The Dirty Little Secret Of Inkjet Printers [video] - mnazim
https://www.youtube.com/watch?v=ycD4XkUtbIw

======
nodata
It's not a secret that ink jets use ink to clean their print heads.

Laser prints are way cheaper to run long term, but color lasers are expensive
and poor quality compared to ink jets. So take your pick.

------
gabrielblack
This video is missing the most important information: you can empty the tank
of ink ejected and then reset the internal register which raises the alarm
with a special software. In this way, you can avoid the need for servicing.

Using this technique I use an Epson printer continuously since 2006.

I have downloaded the software to reset the internal register of the printer
from the Epson website itself.

I emptied the tank without dismantling the entire printer. I used a large
syringe to extract the ink, with a little alcohol as a solvent if necessary.
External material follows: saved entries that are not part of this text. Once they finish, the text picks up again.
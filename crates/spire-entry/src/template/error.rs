//! Template error types

use std::fmt;

/// Errors that can occur during template operations
#[derive(Debug)]
pub enum TemplateError {
    /// Template failed to compile
    Syntax {
        /// Template name, e.g. `dnsNameTemplates[0]`
        template: String,
        /// Underlying compiler error
        source: minijinja::Error,
    },
    /// Template references a field outside the render context schema
    UnknownField {
        /// Template name
        template: String,
        /// Dotted field path as written, e.g. `PodMeta.Nmae`
        field: String,
    },
    /// Template failed to execute against a context
    Render {
        /// Template name
        template: String,
        /// Underlying execution error
        source: minijinja::Error,
    },
}

impl TemplateError {
    /// Name of the template that failed
    pub fn template(&self) -> &str {
        match self {
            Self::Syntax { template, .. }
            | Self::UnknownField { template, .. }
            | Self::Render { template, .. } => template,
        }
    }

    /// Whether the error was raised at compile time rather than render time
    pub fn is_compile_error(&self) -> bool {
        !matches!(self, Self::Render { .. })
    }
}

impl fmt::Display for TemplateError {
    fn fmt(&self, f: &mut fmt::Formatter<'_>) -> fmt::Result {
        match self {
            Self::Syntax { template, source } => {
                write!(f, "template {} syntax error: {}", template, source)
            }
            Self::UnknownField { template, field } => write!(
                f,
                "template {} references unknown field: {}",
                template, field
            ),
            Self::Render { template, source } => {
                write!(f, "failed to execute template {}: {}", template, source)
            }
        }
    }
}

impl std::error::Error for TemplateError {
    fn source(&self) -> Option<&(dyn std::error::Error + 'static)> {
        match self {
            Self::Syntax { source, .. } | Self::Render { source, .. } => Some(source),
            Self::UnknownField { .. } => None,
        }
    }
}
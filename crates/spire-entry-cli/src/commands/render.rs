//! Render command

use std::path::{Path, PathBuf};

use clap::Args;
use k8s_openapi::api::core::v1::{Endpoints, Node, Pod};
use spire_entry::{endpoints_for_pod, ControllerConfig, Entry, ParsedClusterSpiffeIdSpec};
use tracing::{debug, info, warn};

use super::{load_spec, load_yaml, load_yaml_documents, read_file};
use crate::Result;

#[derive(Args, Debug)]
pub struct RenderArgs {
    /// Controller configuration (trustDomain, clusterName, ...)
    #[arg(long, env = "SPIRE_ENTRY_CONFIG")]
    pub config: PathBuf,

    /// ClusterSPIFFEID manifest or bare spec
    #[arg(long)]
    pub spec: PathBuf,

    /// Pod manifest
    #[arg(long)]
    pub pod: PathBuf,

    /// Node manifest for the pod's node
    #[arg(long)]
    pub node: PathBuf,

    /// Endpoints manifests, `---` separated; their services add DNS names
    /// when the spec sets `autoPopulateDNSNames`
    #[arg(long)]
    pub endpoints: Option<PathBuf>,
}

pub fn run(args: RenderArgs) -> Result<()> {
    if let Some(entry) = render_entry(&args)? {
        println!("{}", serde_json::to_string_pretty(&entry)?);
    }
    Ok(())
}

/// Render the entry for the pod in `args`.
///
/// Returns `None` when the pod's namespace is ignored by the configuration.
pub fn render_entry(args: &RenderArgs) -> Result<Option<Entry>> {
    let config = ControllerConfig::from_yaml(&read_file(&args.config)?)?;
    let pod: Pod = load_yaml(&args.pod)?;
    let namespace = pod.metadata.namespace.as_deref().unwrap_or_default();
    let name = pod.metadata.name.as_deref().unwrap_or_default();

    if config.is_namespace_ignored(namespace) {
        warn!(pod = %name, namespace = %namespace, "Namespace is ignored, no entry rendered");
        return Ok(None);
    }

    let spec = ParsedClusterSpiffeIdSpec::parse(&load_spec(&args.spec)?)?;
    let node: Node = load_yaml(&args.node)?;
    let endpoints = match (&args.endpoints, spec.auto_populate_dns_names) {
        (Some(path), true) => service_endpoints(path, &pod)?,
        (Some(path), false) => {
            debug!(
                path = %path.display(),
                "autoPopulateDNSNames is off, endpoints not loaded"
            );
            Vec::new()
        }
        (None, _) => Vec::new(),
    };

    let entry = config
        .entry_renderer()?
        .render_pod_entry(&spec, &pod, &node, &endpoints)?;
    info!(
        pod = %name,
        namespace = %namespace,
        spiffe_id = %entry.spiffe_id,
        dns_names = entry.dns_names.len(),
        "Rendered entry"
    );
    Ok(Some(entry))
}

fn service_endpoints(path: &Path, pod: &Pod) -> Result<Vec<spire_entry::ServiceEndpoint>> {
    let all: Vec<Endpoints> = load_yaml_documents(path)?;
    let uid = pod.metadata.uid.as_deref().unwrap_or_default();
    Ok(endpoints_for_pod(&all, uid))
}
//! Error types for the CLI

use std::path::PathBuf;

/// CLI Result type
pub type Result<T> = std::result::Result<T, Error>;

/// CLI errors
#[derive(Debug, thiserror::Error)]
pub enum Error {
    #[error("failed to read {path}: {source}")]
    Io {
        path: PathBuf,
        source: std::io::Error,
    },

    #[error("invalid YAML in {path}: {source}")]
    Yaml {
        path: PathBuf,
        source: serde_yaml::Error,
    },

    #[error("json error: {0}")]
    Json(#[from] serde_json::Error),

    #[error(transparent)]
    Entry(#[from] spire_entry::Error),
}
Let me be clear that this operation will void the warranty if it is performed
during the coverage period.

At this point I would like to do some personal consideration:

\- I find it unacceptable to throw a fully functional device in the trash. Do
this would help to further transform our planet into a big dump! I print about
a hundred sheets in a year and my printer is almost new but the rules of
planned obsolescence try to force me to change it continuously
([http://en.wikipedia.org/wiki/Planned_obsolescence](http://en.wikipedia.org/wiki/Planned_obsolescence))

\- Why is it so difficult to build printers with a removable exhaust ink tank?
Buyers should demand it to manufacturers of printers.